* Work required:
Look through the material and copy each line holding "crates".

─── Listed records

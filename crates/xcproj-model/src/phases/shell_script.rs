//! Shell script build phase

use super::FileSet;
use crate::decode::RecordReader;
use crate::element::{hash_by_reference, private, ProjectElement};
use crate::error::DecodeResult;
use crate::reference::Reference;
use crate::value::Record;
use im::OrdSet;

/// Unordered, deduplicated set of script input or output paths
pub type PathSet = OrdSet<String>;

/// Build phase running a shell script
///
/// The build action mask and deployment post-processing flag are fixed
/// literals on every instance. Record keys with those names are ignored.
#[derive(Debug, Clone, PartialEq, Eq)]
pub struct ShellScriptBuildPhase {
    reference: Reference,
    files: FileSet,
    input_paths: PathSet,
    output_paths: PathSet,
    shell_path: String,
    shell_script: Option<String>,
}

impl ShellScriptBuildPhase {
    /// Build action mask of every shell script phase
    pub const BUILD_ACTION_MASK: u32 = 2_147_483_647;

    /// Deployment post-processing flag of every shell script phase
    pub const RUN_ONLY_FOR_DEPLOYMENT_POSTPROCESSING: u64 = 0;

    /// Create with explicit attributes
    #[inline]
    #[must_use]
    pub fn new(
        reference: Reference,
        files: FileSet,
        input_paths: PathSet,
        output_paths: PathSet,
        shell_path: impl Into<String>,
        shell_script: Option<String>,
    ) -> Self {
        Self {
            reference,
            files,
            input_paths,
            output_paths,
            shell_path: shell_path.into(),
            shell_script,
        }
    }

    #[inline]
    #[must_use]
    pub fn build_action_mask(&self) -> u32 {
        Self::BUILD_ACTION_MASK
    }

    #[inline]
    #[must_use]
    pub fn run_only_for_deployment_postprocessing(&self) -> u64 {
        Self::RUN_ONLY_FOR_DEPLOYMENT_POSTPROCESSING
    }

    /// Member build files
    #[inline]
    #[must_use]
    pub fn files(&self) -> &FileSet {
        &self.files
    }

    #[inline]
    #[must_use]
    pub fn input_paths(&self) -> &PathSet {
        &self.input_paths
    }

    #[inline]
    #[must_use]
    pub fn output_paths(&self) -> &PathSet {
        &self.output_paths
    }

    /// Interpreter path, e.g. `/bin/sh`
    #[inline]
    #[must_use]
    pub fn shell_path(&self) -> &str {
        &self.shell_path
    }

    /// Script body
    #[inline]
    #[must_use]
    pub fn shell_script(&self) -> Option<&str> {
        self.shell_script.as_deref()
    }

    /// New phase with `file` added
    #[must_use]
    pub fn adding_file(&self, file: Reference) -> Self {
        Self {
            files: self.files.update(file),
            ..self.clone()
        }
    }

    /// New phase with `file` removed
    #[must_use]
    pub fn removing_file(&self, file: &Reference) -> Self {
        Self {
            files: self.files.without(file),
            ..self.clone()
        }
    }

    /// New phase with an input path added
    #[must_use]
    pub fn adding_input_path(&self, path: impl Into<String>) -> Self {
        Self {
            input_paths: self.input_paths.update(path.into()),
            ..self.clone()
        }
    }

    /// New phase with an input path removed
    #[must_use]
    pub fn removing_input_path(&self, path: &str) -> Self {
        Self {
            input_paths: self.input_paths.without(path),
            ..self.clone()
        }
    }

    /// New phase with an output path added
    #[must_use]
    pub fn adding_output_path(&self, path: impl Into<String>) -> Self {
        Self {
            output_paths: self.output_paths.update(path.into()),
            ..self.clone()
        }
    }

    /// New phase with an output path removed
    #[must_use]
    pub fn removing_output_path(&self, path: &str) -> Self {
        Self {
            output_paths: self.output_paths.without(path),
            ..self.clone()
        }
    }
}

impl private::Sealed for ShellScriptBuildPhase {}

impl ProjectElement for ShellScriptBuildPhase {
    const ISA: &'static str = "PBXShellScriptBuildPhase";

    #[inline]
    fn reference(&self) -> &Reference {
        &self.reference
    }

    fn decode(reference: Reference, record: &Record) -> DecodeResult<Self> {
        let reader = RecordReader::new(Self::ISA, &reference, record);
        let files = reader.required("files")?;
        let input_paths = reader.optional_or_default("inputPaths")?;
        let output_paths = reader.optional_or_default("outputPaths")?;
        let shell_path = reader.required("shellPath")?;
        let shell_script = reader.optional("shellScript")?;
        Ok(Self {
            reference,
            files,
            input_paths,
            output_paths,
            shell_path,
            shell_script,
        })
    }
}

hash_by_reference!(ShellScriptBuildPhase);

#[cfg(test)]
mod tests {
    use super::*;
    use crate::value::PlistValue;

    fn test_record() -> Record {
        Record::new()
            .with("files", vec!["f1", "f2"])
            .with("inputPaths", vec!["$(SRCROOT)/in.txt"])
            .with("outputPaths", vec!["$(DERIVED_FILE_DIR)/out.txt"])
            .with("shellPath", "/bin/sh")
            .with("shellScript", "echo hi")
    }

    #[test]
    fn decode_reads_attributes() {
        let phase = ShellScriptBuildPhase::decode(Reference::new("ref"), &test_record()).unwrap();
        assert_eq!(phase.files().len(), 2);
        assert!(phase.input_paths().contains("$(SRCROOT)/in.txt"));
        assert!(phase.output_paths().contains("$(DERIVED_FILE_DIR)/out.txt"));
        assert_eq!(phase.shell_path(), "/bin/sh");
        assert_eq!(phase.shell_script(), Some("echo hi"));
    }

    #[test]
    fn decode_defaults_optional_fields() {
        let record = Record::new().with("files", PlistValue::Array(Vec::new())).with("shellPath", "/bin/sh");
        let phase = ShellScriptBuildPhase::decode(Reference::new("ref"), &record).unwrap();
        assert!(phase.input_paths().is_empty());
        assert!(phase.output_paths().is_empty());
        assert_eq!(phase.shell_script(), None);
    }

    #[test]
    fn decode_requires_shell_path() {
        let mut record = test_record();
        record.remove("shellPath");
        let err = ShellScriptBuildPhase::decode(Reference::new("ref"), &record).unwrap_err();
        assert_eq!(err.field(), Some("shellPath"));
    }

    #[test]
    fn decode_type_checks_present_optional_fields() {
        let record = test_record().with("inputPaths", "not-a-list");
        let err = ShellScriptBuildPhase::decode(Reference::new("ref"), &record).unwrap_err();
        assert_eq!(err.field(), Some("inputPaths"));
    }

    #[test]
    fn decode_ignores_fixed_constant_keys() {
        let record = test_record()
            .with("buildActionMask", 8_i64)
            .with("runOnlyForDeploymentPostprocessing", "garbage");
        let phase = ShellScriptBuildPhase::decode(Reference::new("ref"), &record).unwrap();
        assert_eq!(phase.build_action_mask(), 2_147_483_647);
        assert_eq!(phase.run_only_for_deployment_postprocessing(), 0);
    }

    #[test]
    fn path_mutations_are_persistent() {
        let original = ShellScriptBuildPhase::decode(Reference::new("ref"), &test_record()).unwrap();

        let with_input = original.adding_input_path("a.txt");
        assert!(with_input.input_paths().contains("a.txt"));
        assert!(!original.input_paths().contains("a.txt"));

        let without_output = original.removing_output_path("$(DERIVED_FILE_DIR)/out.txt");
        assert!(without_output.output_paths().is_empty());
        assert_eq!(original.output_paths().len(), 1);

        let with_output = original.adding_output_path("b.txt");
        assert_eq!(with_output.output_paths().len(), 2);
        assert_eq!(with_output.input_paths(), original.input_paths());
    }

    #[test]
    fn removing_input_path_round_trips() {
        let original = ShellScriptBuildPhase::decode(Reference::new("ref"), &test_record()).unwrap();
        let got = original.adding_input_path("x").removing_input_path("x");
        assert_eq!(got, original);
    }

    #[test]
    fn file_mutations_keep_other_fields() {
        let original = ShellScriptBuildPhase::decode(Reference::new("ref"), &test_record()).unwrap();
        let got = original.removing_file(&Reference::new("f1")).adding_file(Reference::new("f3"));
        assert_eq!(got.files().len(), 2);
        assert_eq!(got.shell_script(), original.shell_script());
        assert_eq!(got.shell_path(), original.shell_path());
    }

    #[test]
    fn isa_is_shell_script_build_phase() {
        assert_eq!(ShellScriptBuildPhase::ISA, "PBXShellScriptBuildPhase");
    }
}
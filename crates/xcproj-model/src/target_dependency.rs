//! Target dependency element

use crate::decode::RecordReader;
use crate::element::{hash_by_reference, private, ProjectElement};
use crate::error::DecodeResult;
use crate::reference::Reference;
use crate::value::Record;

/// Link from one target to another through a container item proxy
///
/// Neither reference is checked for existence or cycles.
#[derive(Debug, Clone, PartialEq, Eq)]
pub struct TargetDependency {
    reference: Reference,
    target: Reference,
    target_proxy: Reference,
}

impl TargetDependency {
    /// Create with explicit attributes
    #[inline]
    #[must_use]
    pub fn new(reference: Reference, target: Reference, target_proxy: Reference) -> Self {
        Self {
            reference,
            target,
            target_proxy,
        }
    }

    /// Depended-upon target
    #[inline]
    #[must_use]
    pub fn target(&self) -> &Reference {
        &self.target
    }

    /// Proxy standing in for the target
    #[inline]
    #[must_use]
    pub fn target_proxy(&self) -> &Reference {
        &self.target_proxy
    }
}

impl private::Sealed for TargetDependency {}

impl ProjectElement for TargetDependency {
    const ISA: &'static str = "PBXTargetDependency";

    #[inline]
    fn reference(&self) -> &Reference {
        &self.reference
    }

    fn decode(reference: Reference, record: &Record) -> DecodeResult<Self> {
        let reader = RecordReader::new(Self::ISA, &reference, record);
        let target = reader.required("target")?;
        let target_proxy = reader.required("targetProxy")?;
        Ok(Self {
            reference,
            target,
            target_proxy,
        })
    }
}

hash_by_reference!(TargetDependency);
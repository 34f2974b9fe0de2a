//! Data file discovery
//!
//! Single-level scan of a workspace location for data files.

use crate::config::{DiscoveryConfig, MultipleMatchPolicy};
use crate::error::{Result, WorkspaceError};
use std::ffi::OsStr;
use std::fs;
use std::path::{Path, PathBuf};

/// Every data file directly under `location`, sorted by path
///
/// Does not check that `location` exists; a location that is not a directory
/// has no data files.
///
/// # Errors
/// Returns [`WorkspaceError::Io`] if the directory cannot be read
pub fn data_files(location: &Path, extension: &str) -> Result<Vec<PathBuf>> {
    if !location.is_dir() {
        return Ok(Vec::new());
    }

    let entries = fs::read_dir(location).map_err(|e| WorkspaceError::io_error(location, e))?;
    let mut matches = Vec::new();
    for entry in entries {
        let path = entry.map_err(|e| WorkspaceError::io_error(location, e))?.path();
        if path.is_file() && path.extension().and_then(OsStr::to_str) == Some(extension) {
            matches.push(path);
        }
    }
    matches.sort();
    Ok(matches)
}

/// Locate the one data file a workspace is loaded from
///
/// # Errors
/// - [`WorkspaceError::NotFound`] if `location` does not exist
/// - [`WorkspaceError::DataNotFound`] if nothing matches
/// - [`WorkspaceError::AmbiguousData`] if several match under
///   [`MultipleMatchPolicy::Reject`]
pub fn locate_data_file(location: &Path, config: &DiscoveryConfig) -> Result<PathBuf> {
    if !location.exists() {
        tracing::debug!(location = %location.display(), "workspace location does not exist");
        return Err(WorkspaceError::NotFound(location.to_path_buf()));
    }

    let mut candidates = data_files(location, &config.data_extension)?;
    tracing::debug!(
        location = %location.display(),
        candidates = candidates.len(),
        "scanned workspace for data files"
    );

    match (candidates.len(), config.on_multiple) {
        (0, _) => Err(WorkspaceError::DataNotFound(location.to_path_buf())),
        (1, _) | (_, MultipleMatchPolicy::FirstSorted) => {
            let chosen = candidates.swap_remove(0);
            tracing::trace!(data_file = %chosen.display(), "selected workspace data file");
            Ok(chosen)
        }
        (count, MultipleMatchPolicy::Reject) => Err(WorkspaceError::AmbiguousData {
            path: location.to_path_buf(),
            count,
        }),
    }
}
//! xcproj Workspace
//!
//! The workspace aggregate: a filesystem location plus the data document
//! found inside it.
//!
//! # Loading
//!
//! ```text
//! location ──exists?──► single-level scan ──► data file ──► WorkspaceDataParser ──► Workspace
//!              │                 │
//!          NotFound        DataNotFound / AmbiguousData
//! ```
//!
//! # Example
//!
//! ```rust,no_run
//! use xcproj_workspace::Workspace;
//!
//! let workspace = Workspace::open("App.xcworkspace")?;
//! for file_ref in workspace.data().file_refs() {
//!     println!("{}", file_ref.path());
//! }
//! # Ok::<(), xcproj_workspace::WorkspaceError>(())
//! ```

#![warn(missing_docs)]
#![warn(unreachable_pub)]

// Core modules
pub mod config;
pub mod data;
pub mod discovery;
pub mod error;
mod workspace;

// Re-exports for convenience
pub use config::{DiscoveryConfig, MultipleMatchPolicy};
pub use data::{FileRef, WorkspaceData, WorkspaceDataParser, XmlWorkspaceDataParser};
pub use discovery::locate_data_file;
pub use error::{DataError, Result, WorkspaceError};
pub use workspace::Workspace;

/// Version of this crate
pub const VERSION: &str = env!("CARGO_PKG_VERSION");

──────

* Written solution:
filename crates/xcproj-model/src/phases/shell_script.rs
filename crates/xcproj-model/src/target_dependency.rs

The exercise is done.